* [Try it]:
Give the entries again exactly, every one of them.

(Stored items)
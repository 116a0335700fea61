//! Example: sending logs and metrics, then reading them back.
//!
//! Run with: ZEUS_TOKEN=... cargo run --example post_and_query

use chrono::Utc;
use std::time::Duration;
use zeus_sdk::{
    DataPoint, Log, LogList, LogQuery, MetricNamesQuery, MetricValuesQuery, Series, ZeusClient,
    ZeusResult,
};

#[tokio::main]
async fn main() -> ZeusResult<()> {
    tracing_subscriber::fmt::init();

    let base_url =
        std::env::var("ZEUS_API").unwrap_or_else(|_| "http://api.ciscozeus.io".to_string());
    let token = std::env::var("ZEUS_TOKEN").unwrap_or_default();

    let client = ZeusClient::builder()
        .base_url(base_url)
        .token(token)
        .timeout(Duration::from_secs(10))
        .build()?;
    let bucket = client.bucket("org1/bucket1");

    // Logs
    let now = Utc::now();
    let logs = LogList::new("sdk-demo")
        .with_log(Log::new().with("foo", "bar").with("tar", "woo"))
        .with_log(Log::new().with("timestamp", now.timestamp()).with("tar", "woo"));

    println!("Sending {} logs", logs.logs.len());
    let stored = bucket.logs().post(&logs).await?;
    println!("  {} stored", stored);

    tokio::time::sleep(Duration::from_secs(1)).await;

    let page = bucket.logs().get(&LogQuery::new("sdk-demo").limit(10)).await?;
    println!("Found {} logs, showing {}", page.total, page.logs.logs.len());
    for log in &page.logs.logs {
        println!("  {:?}", log);
    }

    // Metrics
    let series = Series::new("sdk-demo")
        .with_columns(["col1", "col2", "col3"])
        .with_point(DataPoint::new(vec![1.0, 2.0, 3.0]).at(now))
        .with_point(DataPoint::new(vec![1.0, 4.0, 9.0]).at(now));

    println!("\nSending {} metric points", series.points.len());
    let stored = bucket.metrics().post(&series).await?;
    println!("  {} stored", stored);

    tokio::time::sleep(Duration::from_secs(20)).await;

    let names = bucket
        .metrics()
        .names(&MetricNamesQuery::new().matching("sdk-demo"))
        .await?;
    println!("Matching metric names: {:?}", names);

    let values = bucket
        .metrics()
        .values(&MetricValuesQuery::new("sdk-demo"))
        .await?;
    println!("Series {} columns {:?}", values.name, values.columns);
    for point in &values.points {
        println!("  {:?} {:?}", point.timestamp, point.values);
    }

    let deleted = bucket.metrics().delete("sdk-demo").await?;
    println!("\nSeries deleted: {}", deleted);

    Ok(())
}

* [Your solution]:
repository 116a0335700fea61
//! Example: sending logs and metrics, then reading them back.
//!
//! Run with: ZEUS_TOKEN=... cargo run --example post_and_query

use chrono::Utc;
use std::time::Duration;
use zeus_sdk::{
    DataPoint, Log, LogList, LogQuery, MetricNamesQuery, MetricValuesQuery, Series, ZeusClient,
    ZeusResult,
};

#[tokio::main]
async fn main() -> ZeusResult<()> {
    tracing_subscriber::fmt::init();

    let base_url =
        std::env::var("ZEUS_API").unwrap_or_else(|_| "http://api.ciscozeus.io".to_string());
    let token = std::env::var("ZEUS_TOKEN").unwrap_or_default();

    let client = ZeusClient::builder()
        .base_url(base_url)
        .token(token)
        .timeout(Duration::from_secs(10))
        .build()?;
    let bucket = client.bucket("org1/bucket1");

    // Logs
    let now = Utc::now();
    let logs = LogList::new("sdk-demo")
        .with_log(Log::new().with("foo", "bar").with("tar", "woo"))
        .with_log(Log::new().with("timestamp", now.timestamp()).with("tar", "woo"));

    println!("Sending {} logs", logs.logs.len());
    let stored = bucket.logs().post(&logs).await?;
    println!("  {} stored", stored);

    tokio::time::sleep(Duration::from_secs(1)).await;

    let page = bucket.logs().get(&LogQuery::new("sdk-demo").limit(10)).await?;
    println!("Found {} logs, showing {}", page.total, page.logs.logs.len());
    for log in &page.logs.logs {
        println!("  {:?}", log);
    }

    // Metrics
    let series = Series::new("sdk-demo")
        .with_columns(["col1", "col2", "col3"])
        .with_point(DataPoint::new(vec![1.0, 2.0, 3.0]).at(now))
        .with_point(DataPoint::new(vec![1.0, 4.0, 9.0]).at(now));

    println!("\nSending {} metric points", series.points.len());
    let stored = bucket.metrics().post(&series).await?;
    println!("  {} stored", stored);

    tokio::time::sleep(Duration::from_secs(20)).await;

    let names = bucket
        .metrics()
        .names(&MetricNamesQuery::new().matching("sdk-demo"))
        .await?;
    println!("Matching metric names: {:?}", names);

    let values = bucket
        .metrics()
        .values(&MetricValuesQuery::new("sdk-demo"))
        .await?;
    println!("Series {} columns {:?}", values.name, values.columns);
    for point in &values.points {
        println!("  {:?} {:?}", point.timestamp, point.values);
    }

    let deleted = bucket.metrics().delete("sdk-demo").await?;
    println!("\nSeries deleted: {}", deleted);

    Ok(())
}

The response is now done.